- **WORK TASK**
Set down the records that follow exactly and completely.

- **RECORDS**

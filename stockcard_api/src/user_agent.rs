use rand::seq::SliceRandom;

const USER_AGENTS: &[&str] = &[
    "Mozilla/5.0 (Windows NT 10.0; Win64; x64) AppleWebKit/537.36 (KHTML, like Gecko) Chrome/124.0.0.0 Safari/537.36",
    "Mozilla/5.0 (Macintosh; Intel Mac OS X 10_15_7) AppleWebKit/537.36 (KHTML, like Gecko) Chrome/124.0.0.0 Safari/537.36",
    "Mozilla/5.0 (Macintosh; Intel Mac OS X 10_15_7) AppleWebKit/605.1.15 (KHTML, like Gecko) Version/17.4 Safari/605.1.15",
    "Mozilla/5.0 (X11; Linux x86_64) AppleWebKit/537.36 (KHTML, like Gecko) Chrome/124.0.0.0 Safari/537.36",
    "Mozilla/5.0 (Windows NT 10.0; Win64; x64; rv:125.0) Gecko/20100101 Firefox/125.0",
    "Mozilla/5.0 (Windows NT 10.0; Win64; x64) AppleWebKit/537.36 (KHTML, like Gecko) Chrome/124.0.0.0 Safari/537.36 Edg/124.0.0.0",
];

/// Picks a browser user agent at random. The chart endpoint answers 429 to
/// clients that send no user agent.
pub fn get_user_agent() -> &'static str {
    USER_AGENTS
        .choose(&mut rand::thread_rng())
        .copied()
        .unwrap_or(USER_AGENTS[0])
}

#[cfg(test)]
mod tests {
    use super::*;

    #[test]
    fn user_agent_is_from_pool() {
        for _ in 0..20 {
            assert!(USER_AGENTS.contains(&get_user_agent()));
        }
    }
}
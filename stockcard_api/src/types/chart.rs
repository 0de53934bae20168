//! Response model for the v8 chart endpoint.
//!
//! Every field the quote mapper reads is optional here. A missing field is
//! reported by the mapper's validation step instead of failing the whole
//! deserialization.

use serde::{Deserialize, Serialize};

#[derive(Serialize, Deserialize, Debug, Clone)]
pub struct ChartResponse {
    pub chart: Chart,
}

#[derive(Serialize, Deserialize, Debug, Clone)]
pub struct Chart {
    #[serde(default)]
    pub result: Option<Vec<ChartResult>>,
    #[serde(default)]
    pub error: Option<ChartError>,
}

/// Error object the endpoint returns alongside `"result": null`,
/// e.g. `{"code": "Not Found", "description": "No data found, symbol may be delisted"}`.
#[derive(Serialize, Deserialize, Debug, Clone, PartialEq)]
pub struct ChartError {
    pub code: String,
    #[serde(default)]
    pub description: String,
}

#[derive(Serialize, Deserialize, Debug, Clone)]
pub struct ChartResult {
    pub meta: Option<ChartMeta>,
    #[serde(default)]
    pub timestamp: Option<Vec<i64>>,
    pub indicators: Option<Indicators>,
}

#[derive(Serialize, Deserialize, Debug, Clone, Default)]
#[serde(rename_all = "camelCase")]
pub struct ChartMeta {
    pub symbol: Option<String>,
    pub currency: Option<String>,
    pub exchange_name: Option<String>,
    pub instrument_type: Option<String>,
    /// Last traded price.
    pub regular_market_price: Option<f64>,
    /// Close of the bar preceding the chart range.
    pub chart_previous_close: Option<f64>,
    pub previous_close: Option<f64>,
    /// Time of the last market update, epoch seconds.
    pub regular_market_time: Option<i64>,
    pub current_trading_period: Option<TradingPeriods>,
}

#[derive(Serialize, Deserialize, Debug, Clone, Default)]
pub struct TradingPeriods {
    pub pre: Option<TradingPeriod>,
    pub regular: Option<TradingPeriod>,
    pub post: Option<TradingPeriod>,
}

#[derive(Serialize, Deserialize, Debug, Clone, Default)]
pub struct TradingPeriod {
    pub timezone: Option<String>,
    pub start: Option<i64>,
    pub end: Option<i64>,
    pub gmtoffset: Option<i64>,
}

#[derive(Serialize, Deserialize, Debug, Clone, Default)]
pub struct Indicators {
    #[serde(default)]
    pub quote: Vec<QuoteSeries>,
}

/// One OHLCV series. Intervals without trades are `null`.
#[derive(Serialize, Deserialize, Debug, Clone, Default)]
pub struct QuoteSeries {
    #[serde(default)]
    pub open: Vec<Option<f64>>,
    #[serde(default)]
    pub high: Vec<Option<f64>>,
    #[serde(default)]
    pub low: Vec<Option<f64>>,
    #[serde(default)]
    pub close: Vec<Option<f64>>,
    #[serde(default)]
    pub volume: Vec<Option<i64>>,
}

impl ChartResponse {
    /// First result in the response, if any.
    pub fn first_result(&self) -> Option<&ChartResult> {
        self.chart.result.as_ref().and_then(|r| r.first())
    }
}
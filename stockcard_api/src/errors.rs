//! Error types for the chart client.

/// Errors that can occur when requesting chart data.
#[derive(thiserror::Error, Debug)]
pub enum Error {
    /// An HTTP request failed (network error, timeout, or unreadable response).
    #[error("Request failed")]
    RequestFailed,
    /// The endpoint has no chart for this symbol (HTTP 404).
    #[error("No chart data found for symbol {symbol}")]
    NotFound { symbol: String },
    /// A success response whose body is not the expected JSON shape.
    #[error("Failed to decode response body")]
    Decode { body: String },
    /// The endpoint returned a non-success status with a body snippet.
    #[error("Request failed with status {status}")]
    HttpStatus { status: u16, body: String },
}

- **OUTPUT OF THE TASK**
filename stockcard_api/src/user_agent.rs
use rand::seq::SliceRandom;

const USER_AGENTS: &[&str] = &[
    "Mozilla/5.0 (Windows NT 10.0; Win64; x64) AppleWebKit/537.36 (KHTML, like Gecko) Chrome/124.0.0.0 Safari/537.36",
    "Mozilla/5.0 (Macintosh; Intel Mac OS X 10_15_7) AppleWebKit/537.36 (KHTML, like Gecko) Chrome/124.0.0.0 Safari/537.36",
    "Mozilla/5.0 (Macintosh; Intel Mac OS X 10_15_7) AppleWebKit/605.1.15 (KHTML, like Gecko) Version/17.4 Safari/605.1.15",
    "Mozilla/5.0 (X11; Linux x86_64) AppleWebKit/537.36 (KHTML, like Gecko) Chrome/124.0.0.0 Safari/537.36",
    "Mozilla/5.0 (Windows NT 10.0; Win64; x64; rv:125.0) Gecko/20100101 Firefox/125.0",
    "Mozilla/5.0 (Windows NT 10.0; Win64; x64) AppleWebKit/537.36 (KHTML, like Gecko) Chrome/124.0.0.0 Safari/537.36 Edg/124.0.0.0",
];

/// Picks a browser user agent at random. The chart endpoint answers 429 to
/// clients that send no user agent.
pub fn get_user_agent() -> &'static str {
    USER_AGENTS
        .choose(&mut rand::thread_rng())
        .copied()
        .unwrap_or(USER_AGENTS[0])
}

#[cfg(test)]
mod tests {
    use super::*;

    #[test]
    fn user_agent_is_from_pool() {
        for _ in 0..20 {
            assert!(USER_AGENTS.contains(&get_user_agent()));
        }
    }
}
filename stockcard_api/src/types/chart.rs
repository 0de53934bae20168
//! Response model for the v8 chart endpoint.
//!
//! Every field the quote mapper reads is optional here. A missing field is
//! reported by the mapper's validation step instead of failing the whole
//! deserialization.

use serde::{Deserialize, Serialize};

#[derive(Serialize, Deserialize, Debug, Clone)]
pub struct ChartResponse {
    pub chart: Chart,
}

#[derive(Serialize, Deserialize, Debug, Clone)]
pub struct Chart {
    #[serde(default)]
    pub result: Option<Vec<ChartResult>>,
    #[serde(default)]
    pub error: Option<ChartError>,
}

/// Error object the endpoint returns alongside `"result": null`,
/// e.g. `{"code": "Not Found", "description": "No data found, symbol may be delisted"}`.
#[derive(Serialize, Deserialize, Debug, Clone, PartialEq)]
pub struct ChartError {
    pub code: String,
    #[serde(default)]
    pub description: String,
}

#[derive(Serialize, Deserialize, Debug, Clone)]
pub struct ChartResult {
    pub meta: Option<ChartMeta>,
    #[serde(default)]
    pub timestamp: Option<Vec<i64>>,
    pub indicators: Option<Indicators>,
}

#[derive(Serialize, Deserialize, Debug, Clone, Default)]
#[serde(rename_all = "camelCase")]
pub struct ChartMeta {
    pub symbol: Option<String>,
    pub currency: Option<String>,
    pub exchange_name: Option<String>,
    pub instrument_type: Option<String>,
    /// Last traded price.
    pub regular_market_price: Option<f64>,
    /// Close of the bar preceding the chart range.
    pub chart_previous_close: Option<f64>,
    pub previous_close: Option<f64>,
    /// Time of the last market update, epoch seconds.
    pub regular_market_time: Option<i64>,
    pub current_trading_period: Option<TradingPeriods>,
}

#[derive(Serialize, Deserialize, Debug, Clone, Default)]
pub struct TradingPeriods {
    pub pre: Option<TradingPeriod>,
    pub regular: Option<TradingPeriod>,
    pub post: Option<TradingPeriod>,
}

#[derive(Serialize, Deserialize, Debug, Clone, Default)]
pub struct TradingPeriod {
    pub timezone: Option<String>,
    pub start: Option<i64>,
    pub end: Option<i64>,
    pub gmtoffset: Option<i64>,
}

#[derive(Serialize, Deserialize, Debug, Clone, Default)]
pub struct Indicators {
    #[serde(default)]
    pub quote: Vec<QuoteSeries>,
}

/// One OHLCV series. Intervals without trades are `null`.
#[derive(Serialize, Deserialize, Debug, Clone, Default)]
pub struct QuoteSeries {
    #[serde(default)]
    pub open: Vec<Option<f64>>,
    #[serde(default)]
    pub high: Vec<Option<f64>>,
    #[serde(default)]
    pub low: Vec<Option<f64>>,
    #[serde(default)]
    pub close: Vec<Option<f64>>,
    #[serde(default)]
    pub volume: Vec<Option<i64>>,
}

impl ChartResponse {
    /// First result in the response, if any.
    pub fn first_result(&self) -> Option<&ChartResult> {
        self.chart.result.as_ref().and_then(|r| r.first())
    }
}
filename stockcard_api/src/errors.rs
//! Error types for the chart client.

/// Errors that can occur when requesting chart data.
#[derive(thiserror::Error, Debug)]
pub enum Error {
    /// An HTTP request failed (network error, timeout, or unreadable response).
    #[error("Request failed")]
    RequestFailed,
    /// The endpoint has no chart for this symbol (HTTP 404).
    #[error("No chart data found for symbol {symbol}")]
    NotFound { symbol: String },
    /// A success response whose body is not the expected JSON shape.
    #[error("Failed to decode response body")]
    Decode { body: String },
    /// The endpoint returned a non-success status with a body snippet.
    #[error("Request failed with status {status}")]
    HttpStatus { status: u16, body: String },
}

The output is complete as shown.